In the seemingly never ending quest to get my telescope to track better, I've delved into countless articles on guiding and poured over many track logs trying to get a handle on what really is happening during a guided exposure. Although the articles have helped a great deal, analyzing the track logs has been a different matter. This because track logs are linear and it is very hard for me to translate these linear logs into a visual representation of what the guider is doing. There are additional problems such as orthogonality.  Rarely is the camera perfectly square with the telescope mount. This further complicates things because corrections shown in one axis on the track log might be related to the opposite axis and this taints the results for any particular axis. In addition, the final image is the product of all the tracking log points over the length of a single exposure and so these points have to be looked at, not individually but as a whole. The image of a star is composed of a number of pixels that again do not correlate directly with any individual points on the track log. Or do they? 

I have come up with a way of visualizing a track log in a way that includes all the track points for a particular exposure, and it's pretty simple. It dawned on me that instead of using a linear chart with all the points neatly arranged in a time-sequential order, what I really wanted to see is the track log's representation of an "artificial star". By looking at this artificial star I could see exactly how the guiding is affecting the shapes of real stars in the final image. A very easy way to do this is with a scatter plot. 
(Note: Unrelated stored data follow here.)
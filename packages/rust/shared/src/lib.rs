//! Shared types, error model, and configuration for SellerReport.
//!
//! This crate is the foundation depended on by all other SellerReport crates.
//! It provides:
//! - [`ReportError`]: the unified error type
//! - Domain types ([`ReportJob`], [`JobState`], [`Stage`], [`RawRow`], [`JobId`])
//! - Configuration ([`AppConfig`], [`SourceSettings`], config loading)

pub mod config;
pub mod error;
pub mod types;

// Re-export public API at crate root for ergonomic imports.
pub use config::{
    AppConfig, HttpConfig, LabelsConfig, PacingConfig, SourceSettings, StorageConfig, WbConfig,
    WbSettings, config_dir, config_file_path, init_config, load_config, load_config_from,
    validate_config, wb_api_key,
};
pub use error::{ReportError, Result};
pub use types::{
    DocType, JobId, JobState, NewReport, Platform, RawRow, ReportJob, ReportPeriod, RowUpdate,
    Stage, parse_date,
};
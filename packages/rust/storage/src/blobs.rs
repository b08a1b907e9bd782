//! Filesystem blob store with two buckets.
//!
//! Layout under the blob root:
//!
//! ```text
//! <root>/files/<key>            uploaded auxiliary inputs
//! <root>/files/<key>.meta.json
//! <root>/reports/<key>          generated workbooks
//! <root>/reports/<key>.meta.json
//! ```
//!
//! Blobs are written to a temp file and renamed into place, so a reader never
//! observes a half-written object.

use std::path::{Path, PathBuf};

use chrono::Utc;
use serde::{Deserialize, Serialize};
use sha2::{Digest, Sha256};
use tracing::{debug, instrument};

use sellerreport_shared::{ReportError, Result};

/// Content type of generated workbooks.
pub const XLSX_CONTENT_TYPE: &str =
    "application/vnd.openxmlformats-officedocument.spreadsheetml.sheet";

/// Blob namespace.
#[derive(Debug, Clone, Copy, PartialEq, Eq)]
pub enum Bucket {
    /// Uploaded auxiliary inputs (cost sheets), content-addressed.
    Files,
    /// Generated report workbooks, keyed by job id.
    Reports,
}

impl Bucket {
    pub fn as_str(&self) -> &'static str {
        match self {
            Self::Files => "files",
            Self::Reports => "reports",
        }
    }
}

/// Sidecar metadata stored next to every blob.
#[derive(Debug, Clone, PartialEq, Eq, Serialize, Deserialize)]
pub struct BlobMeta {
    pub content_type: String,
    pub size: u64,
    pub sha256: String,
    pub stored_at: String,
}

/// Blob store rooted at a directory.
#[derive(Debug, Clone)]
pub struct BlobStore {
    root: PathBuf,
}

impl BlobStore {
    pub fn new(root: impl Into<PathBuf>) -> Self {
        Self { root: root.into() }
    }

    pub fn root(&self) -> &Path {
        &self.root
    }

    /// Store `bytes` under `key`, replacing any previous blob.
    #[instrument(skip(self, bytes), fields(bucket = bucket.as_str(), size = bytes.len()))]
    pub fn put(&self, bucket: Bucket, key: &str, bytes: &[u8], content_type: &str) -> Result<BlobMeta> {
        let path = self.blob_path(bucket, key)?;
        let dir = self.root.join(bucket.as_str());
        std::fs::create_dir_all(&dir).map_err(|e| ReportError::io(&dir, e))?;

        let meta = BlobMeta {
            content_type: content_type.to_string(),
            size: bytes.len() as u64,
            sha256: content_hash(bytes),
            stored_at: Utc::now().to_rfc3339(),
        };
        let meta_json = serde_json::to_vec_pretty(&meta)
            .map_err(|e| ReportError::Storage(format!("blob meta encode: {e}")))?;

        write_atomic(&dir, &meta_path(&path), &meta_json)?;
        write_atomic(&dir, &path, bytes)?;

        debug!(key, sha256 = %meta.sha256, "stored blob");
        Ok(meta)
    }

    /// Store `bytes` under their SHA-256 digest. Returns the key.
    pub fn put_content_addressed(
        &self,
        bucket: Bucket,
        bytes: &[u8],
        content_type: &str,
    ) -> Result<String> {
        let key = content_hash(bytes);
        if self.blob_path(bucket, &key)?.exists() {
            debug!(key, "blob already present");
            return Ok(key);
        }
        self.put(bucket, &key, bytes, content_type)?;
        Ok(key)
    }

    /// Read a blob. A missing blob is `Ok(None)`.
    pub fn get(&self, bucket: Bucket, key: &str) -> Result<Option<Vec<u8>>> {
        let path = self.blob_path(bucket, key)?;
        match std::fs::read(&path) {
            Ok(bytes) => Ok(Some(bytes)),
            Err(e) if e.kind() == std::io::ErrorKind::NotFound => Ok(None),
            Err(e) => Err(ReportError::io(&path, e)),
        }
    }

    /// Read a blob's sidecar metadata.
    pub fn meta(&self, bucket: Bucket, key: &str) -> Result<Option<BlobMeta>> {
        let path = meta_path(&self.blob_path(bucket, key)?);
        let raw = match std::fs::read(&path) {
            Ok(raw) => raw,
            Err(e) if e.kind() == std::io::ErrorKind::NotFound => return Ok(None),
            Err(e) => return Err(ReportError::io(&path, e)),
        };
        serde_json::from_slice(&raw)
            .map(Some)
            .map_err(|e| ReportError::Storage(format!("corrupt blob meta {}: {e}", path.display())))
    }

    fn blob_path(&self, bucket: Bucket, key: &str) -> Result<PathBuf> {
        let valid = !key.is_empty()
            && !key.starts_with('.')
            && key
                .chars()
                .all(|c| c.is_ascii_alphanumeric() || matches!(c, '-' | '_' | '.'));
        if !valid {
            return Err(ReportError::validation(format!("invalid blob key '{key}'")));
        }
        Ok(self.root.join(bucket.as_str()).join(key))
    }
}

/// Hex SHA-256 of `bytes`.
pub fn content_hash(bytes: &[u8]) -> String {
    let mut hasher = Sha256::new();
    hasher.update(bytes);
    format!("{:x}", hasher.finalize())
}

fn meta_path(blob: &Path) -> PathBuf {
    let mut name = blob.file_name().unwrap_or_default().to_os_string();
    name.push(".meta.json");
    blob.with_file_name(name)
}

fn write_atomic(dir: &Path, target: &Path, bytes: &[u8]) -> Result<()> {
    let file_name = target.file_name().unwrap_or_default().to_string_lossy();
    let temp = dir.join(format!(".{file_name}.{}.tmp", uuid::Uuid::now_v7()));
    std::fs::write(&temp, bytes).map_err(|e| ReportError::io(&temp, e))?;
    std::fs::rename(&temp, target).map_err(|e| ReportError::io(target, e))?;
    Ok(())
}

#[cfg(test)]
mod tests {
    use super::*;

    fn temp_store() -> BlobStore {
        BlobStore::new(std::env::temp_dir().join(format!("sr_blobs_{}", uuid::Uuid::now_v7())))
    }

    #[test]
    fn put_then_get() {
        let store = temp_store();
        let meta = store
            .put(Bucket::Reports, "job-1.xlsx", b"workbook", XLSX_CONTENT_TYPE)
            .expect("put");
        assert_eq!(meta.size, 8);
        assert_eq!(meta.content_type, XLSX_CONTENT_TYPE);

        let bytes = store.get(Bucket::Reports, "job-1.xlsx").unwrap();
        assert_eq!(bytes.as_deref(), Some(&b"workbook"[..]));
        let stored_meta = store.meta(Bucket::Reports, "job-1.xlsx").unwrap();
        assert_eq!(stored_meta, Some(meta));
    }

    #[test]
    fn missing_blob_is_none() {
        let store = temp_store();
        assert!(store.get(Bucket::Files, "absent").unwrap().is_none());
        assert!(store.meta(Bucket::Files, "absent").unwrap().is_none());
    }

    #[test]
    fn buckets_are_separate() {
        let store = temp_store();
        store.put(Bucket::Files, "same", b"a", "text/plain").unwrap();
        assert!(store.get(Bucket::Reports, "same").unwrap().is_none());
    }

    #[test]
    fn content_addressed_key_is_digest() {
        let store = temp_store();
        let key = store
            .put_content_addressed(Bucket::Files, b"cost sheet", XLSX_CONTENT_TYPE)
            .unwrap();
        assert_eq!(key, content_hash(b"cost sheet"));
        assert_eq!(key.len(), 64);

        let again = store
            .put_content_addressed(Bucket::Files, b"cost sheet", XLSX_CONTENT_TYPE)
            .unwrap();
        assert_eq!(key, again);
    }

    #[test]
    fn overwrite_replaces_content() {
        let store = temp_store();
        store.put(Bucket::Reports, "k", b"first", "text/plain").unwrap();
        store.put(Bucket::Reports, "k", b"second", "text/plain").unwrap();
        assert_eq!(store.get(Bucket::Reports, "k").unwrap().unwrap(), b"second");
    }

    #[test]
    fn path_like_keys_are_rejected() {
        let store = temp_store();
        assert!(store.get(Bucket::Files, "../escape").is_err());
        assert!(store.put(Bucket::Files, "a/b", b"x", "text/plain").is_err());
        assert!(store.get(Bucket::Files, "").is_err());
    }
}
//! SQL migration definitions for the SellerReport job database.
//!
//! Migrations are applied in order on database open. Each migration has a
//! version number and a batch of SQL statements.

/// A database migration with a version and SQL statements.
pub(crate) struct Migration {
    pub version: u32,
    pub description: &'static str,
    pub sql: &'static str,
}

/// All migrations, in ascending version order.
pub(crate) fn all_migrations() -> Vec<Migration> {
    vec![Migration {
        version: 1,
        description: "Initial schema: reports",
        sql: r#"
-- Schema version tracking
CREATE TABLE IF NOT EXISTS schema_migrations (
    version    INTEGER PRIMARY KEY,
    applied_at TEXT NOT NULL DEFAULT (datetime('now'))
);

-- Report job documents. `state` is only ever changed by a conditional
-- UPDATE ... WHERE state = <expected>.
CREATE TABLE IF NOT EXISTS reports (
    id             TEXT PRIMARY KEY,
    platform       TEXT NOT NULL,
    doc_type       TEXT NOT NULL,
    date_from      TEXT NOT NULL,
    date_to        TEXT NOT NULL,
    state          TEXT NOT NULL,
    rows_json      TEXT,
    aux_files_json TEXT NOT NULL DEFAULT '{}',
    created_at     TEXT NOT NULL,
    updated_at     TEXT NOT NULL
);

CREATE INDEX IF NOT EXISTS idx_reports_state ON reports(state);

INSERT INTO schema_migrations (version) VALUES (1);
"#,
    }]
}
//! Resumable report pipeline: init → extracted → transformed → loaded → complete.
//!
//! Each call to [`ReportPipeline::step`] runs the one stage that follows the
//! persisted state and records the new state with a compare-and-set. A run
//! that dies between stages resumes from the last recorded state; rows are
//! reloaded from the job document when the in-memory copy is gone.

use std::time::{Duration, Instant};

use tracing::{debug, info, instrument, warn};

use sellerreport_report::{CostTable, write_workbook};
use sellerreport_shared::{
    JobId, JobState, RawRow, ReportError, ReportJob, Result, RowUpdate, Stage,
};
use sellerreport_sources::ReportSource;
use sellerreport_storage::{Bucket, Transition, XLSX_CONTENT_TYPE};

use crate::deps::PipelineDeps;

/// Logical name of the optional cost sheet among a job's aux files.
pub const COSTS_FILE: &str = "costs";

/// Summary of one `run` call.
#[derive(Debug, Clone)]
pub struct RunSummary {
    pub job_id: JobId,
    /// State the job was in when the run started.
    pub started_from: JobState,
    pub final_state: JobState,
    /// Stages executed by this run, in order.
    pub stages: Vec<Stage>,
    pub elapsed: Duration,
}

/// Progress callback for reporting pipeline status.
pub trait ProgressReporter: Send + Sync {
    /// Called before a stage starts.
    fn stage_started(&self, stage: Stage);
    /// Called after each row is enriched during the transform stage.
    fn row_enriched(&self, current: usize, total: usize);
    /// Called once a stage's transition is persisted.
    fn stage_finished(&self, state: JobState);
    /// Called when the run completes.
    fn done(&self, summary: &RunSummary);
}

/// No-op progress reporter for headless/test usage.
pub struct SilentProgress;

impl ProgressReporter for SilentProgress {
    fn stage_started(&self, _stage: Stage) {}
    fn row_enriched(&self, _current: usize, _total: usize) {}
    fn stage_finished(&self, _state: JobState) {}
    fn done(&self, _summary: &RunSummary) {}
}

/// Drives one job through its remaining stages.
pub struct ReportPipeline<'a> {
    deps: &'a PipelineDeps,
    progress: &'a dyn ProgressReporter,
    job: ReportJob,
    source: Box<dyn ReportSource>,
    /// Rows as of the last persisted stage, when held in memory.
    rows: Option<Vec<RawRow>>,
}

impl<'a> ReportPipeline<'a> {
    /// Load the job document and build its source.
    pub async fn open(
        job_id: &JobId,
        deps: &'a PipelineDeps,
        progress: &'a dyn ProgressReporter,
    ) -> Result<Self> {
        let mut job = deps
            .storage
            .find_report(job_id)
            .await?
            .ok_or_else(|| ReportError::not_found(job_id))?;
        let source = deps
            .registry
            .build(job.platform, job.doc_type, &deps.settings)?;

        // The document's rows seed the cache; later stages go through
        // `ensure_rows`.
        let rows = job.rows.take();
        debug!(
            job_id = %job.id,
            state = %job.state,
            source = source.name(),
            rows = rows.as_ref().map(Vec::len),
            "pipeline opened"
        );

        Ok(Self {
            deps,
            progress,
            job,
            source,
            rows,
        })
    }

    pub fn job_id(&self) -> &JobId {
        &self.job.id
    }

    pub fn state(&self) -> JobState {
        self.job.state
    }

    /// Run the stage after the current state. A complete job is left as is.
    pub async fn step(&mut self) -> Result<JobState> {
        let Some(stage) = self.job.state.next_stage() else {
            return Ok(self.job.state);
        };

        self.progress.stage_started(stage);
        match stage {
            Stage::Extract => self.extract().await?,
            Stage::Transform => self.transform().await?,
            Stage::Load => self.load().await?,
            Stage::Finalize => self.advance(Stage::Finalize, None).await?,
        }
        self.progress.stage_finished(self.job.state);
        Ok(self.job.state)
    }

    /// Step until the job is complete.
    #[instrument(skip(self), fields(job_id = %self.job.id, platform = %self.job.platform))]
    pub async fn run(&mut self) -> Result<RunSummary> {
        let start = Instant::now();
        let started_from = self.job.state;
        let mut stages = Vec::new();

        info!(state = %started_from, "starting report run");
        while let Some(stage) = self.job.state.next_stage() {
            self.step().await?;
            stages.push(stage);
        }

        let summary = RunSummary {
            job_id: self.job.id.clone(),
            started_from,
            final_state: self.job.state,
            stages,
            elapsed: start.elapsed(),
        };
        self.progress.done(&summary);
        info!(
            stages = summary.stages.len(),
            elapsed_ms = summary.elapsed.as_millis(),
            "report run complete"
        );
        Ok(summary)
    }

    // -----------------------------------------------------------------------
    // Stages
    // -----------------------------------------------------------------------

    #[instrument(skip_all, fields(job_id = %self.job.id))]
    async fn extract(&mut self) -> Result<()> {
        let rows = self.source.collect(&self.job.period).await?;
        info!(rows = rows.len(), "rows collected");

        self.advance(Stage::Extract, Some(&rows)).await?;
        self.rows = Some(rows);
        Ok(())
    }

    #[instrument(skip_all, fields(job_id = %self.job.id))]
    async fn transform(&mut self) -> Result<()> {
        self.ensure_rows().await?;
        let mut rows = self.rows().to_vec();

        let total = rows.len();
        for (i, row) in rows.iter_mut().enumerate() {
            let update = self.source.row_updates(row).await?;
            merge_row_update(row, update);
            self.progress.row_enriched(i + 1, total);
        }

        self.advance(Stage::Transform, Some(&rows)).await?;
        self.rows = Some(rows);
        Ok(())
    }

    #[instrument(skip_all, fields(job_id = %self.job.id))]
    async fn load(&mut self) -> Result<()> {
        self.ensure_rows().await?;

        let costs = self.load_costs()?;
        let views = self.source.build_views(self.rows(), costs.as_ref())?;
        let views: Vec<_> = views
            .into_iter()
            .map(|view| self.deps.labels.apply(view))
            .collect();
        let bytes = write_workbook(&views)?;

        let key = self.job.id.to_string();
        let meta = self
            .deps
            .blobs
            .put(Bucket::Reports, &key, &bytes, XLSX_CONTENT_TYPE)?;
        info!(sheets = views.len(), size = meta.size, "workbook uploaded");

        self.advance(Stage::Load, None).await
    }

    fn load_costs(&self) -> Result<Option<CostTable>> {
        let Some(key) = self.job.aux_file(COSTS_FILE) else {
            return Ok(None);
        };
        let bytes = self
            .deps
            .blobs
            .get(Bucket::Files, key)?
            .ok_or_else(|| ReportError::Storage(format!("cost sheet blob {key} is missing")))?;
        let costs = CostTable::from_xlsx(&bytes)?;
        if costs.is_empty() {
            warn!(job_id = %self.job.id, "cost sheet has no items");
        } else {
            debug!(items = costs.len(), "cost sheet loaded");
        }
        Ok(Some(costs))
    }

    // -----------------------------------------------------------------------
    // State helpers
    // -----------------------------------------------------------------------

    /// Reload rows from the job document when they are not in memory.
    async fn ensure_rows(&mut self) -> Result<()> {
        if self.rows.is_some() {
            return Ok(());
        }

        let job = self
            .deps
            .storage
            .find_report(&self.job.id)
            .await?
            .ok_or_else(|| ReportError::not_found(&self.job.id))?;
        let rows = job.rows.ok_or_else(|| {
            ReportError::Storage(format!(
                "job {} is in state {} but has no rows",
                self.job.id, self.job.state
            ))
        })?;
        debug!(job_id = %self.job.id, rows = rows.len(), "rows reloaded");
        self.rows = Some(rows);
        Ok(())
    }

    fn rows(&self) -> &[RawRow] {
        self.rows.as_deref().unwrap_or_default()
    }

    /// Persist the state after `stage`, only if the job is still where this
    /// pipeline last saw it.
    async fn advance(&mut self, stage: Stage, rows: Option<&[RawRow]>) -> Result<()> {
        let expected = self.job.state;
        let next = stage.state_after();
        let transition = match rows {
            Some(rows) => Transition::to(next).with_rows(rows),
            None => Transition::to(next),
        };

        let applied = self
            .deps
            .storage
            .compare_and_set(&self.job.id, expected, &transition)
            .await?;
        if !applied {
            return Err(ReportError::Conflict {
                job_id: self.job.id.to_string(),
                expected: expected.to_string(),
            });
        }

        self.job.state = next;
        info!(job_id = %self.job.id, from = %expected, state = %next, "state advanced");
        Ok(())
    }
}

/// Load and run a job to completion.
pub async fn process_job(
    job_id: &JobId,
    deps: &PipelineDeps,
    progress: &dyn ProgressReporter,
) -> Result<RunSummary> {
    let mut pipeline = ReportPipeline::open(job_id, deps, progress).await?;
    pipeline.run().await
}

/// Merge enrichment fields into a row in place. Existing fields keep their
/// position; new ones are appended.
pub fn merge_row_update(row: &mut RawRow, update: RowUpdate) {
    for (key, value) in update {
        row.insert(key, value);
    }
}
I set out by isolating a single exposure from my track log and charting both the X and Y axes into a single scatter plot chart. The image below shows this scatter plot after the axes have been normalized and the chart made square. This must be done to get an accurate "image".

SCATTER PLOT 1

 

 

The next question was - Does this scatter plot correlate accurately with the actual  image? To help visualize this I needed to place this scatter plot next to an actual image of a star in the image that corresponded to this track log. The first step was to change the appearance of the track log. I changed the points to square "pixels" and increased the size of them to better match those of a star in the image. The next image shows this step:

SCATTER PLOT 2

 

 

The scatter plot now started looking more like a star and I could already see that there was some elongation in the X-axis as compared to the y-axis. For the next step, I brought the scatter plot into PhotoShop and Lassoed the main area of the plot with a 30 pixel feather. The next image shows this:

SCATTER PLOT 3

 

 

The next step was to shrink the size of the scatter plot to match the size of a star in the corresponding star image. This is shown in the next image:

SCATTER PLOT 4

 

 

The scatter plot has now been reduced in size and can be seen in the upper left-hand corner of the chart as a selection. The final step was to create a new image and to copy and paste a real star along with the scatter plot's "artificial star", as well as another artificial star with perfect round dimensions for comparison. The next image shows the result:

STAR IMAGES COMPARISON

 

 

The artificial star from the track log very closely matches the image of the real star. This result gives me confidence that the track log scatter plot is indeed a match with the star shapes in the actual CCD image. I now have a way to visualize track-logs that corresponds directly to the results on the CCD image.

All these steps are not necessary. I just did them to make sure that the scatter plot is a faithful representation of what is in the actual CCD image. In reality, I can quickly detect not only the elongation  but also the amount in the X-axis from the second "modified" scatter plot. In this particular case, the  X-axis is roughly 27% longer  than the Y axis. To start making corrections, I could either increase the calibration speed or reduce the aggressiveness in the x-axis by 27%. The calibration speed adjustment must be used in guiding software that does not allow a change in aggressiveness for each individual axis independently. For example. if my calibration speed for the x-axis was 5.34 pixels/second, I would start by increasing this number to 6.78. In the case where the aggressiveness can be adjusted independently, if my aggressiveness was set at 8 then I would set it to 6.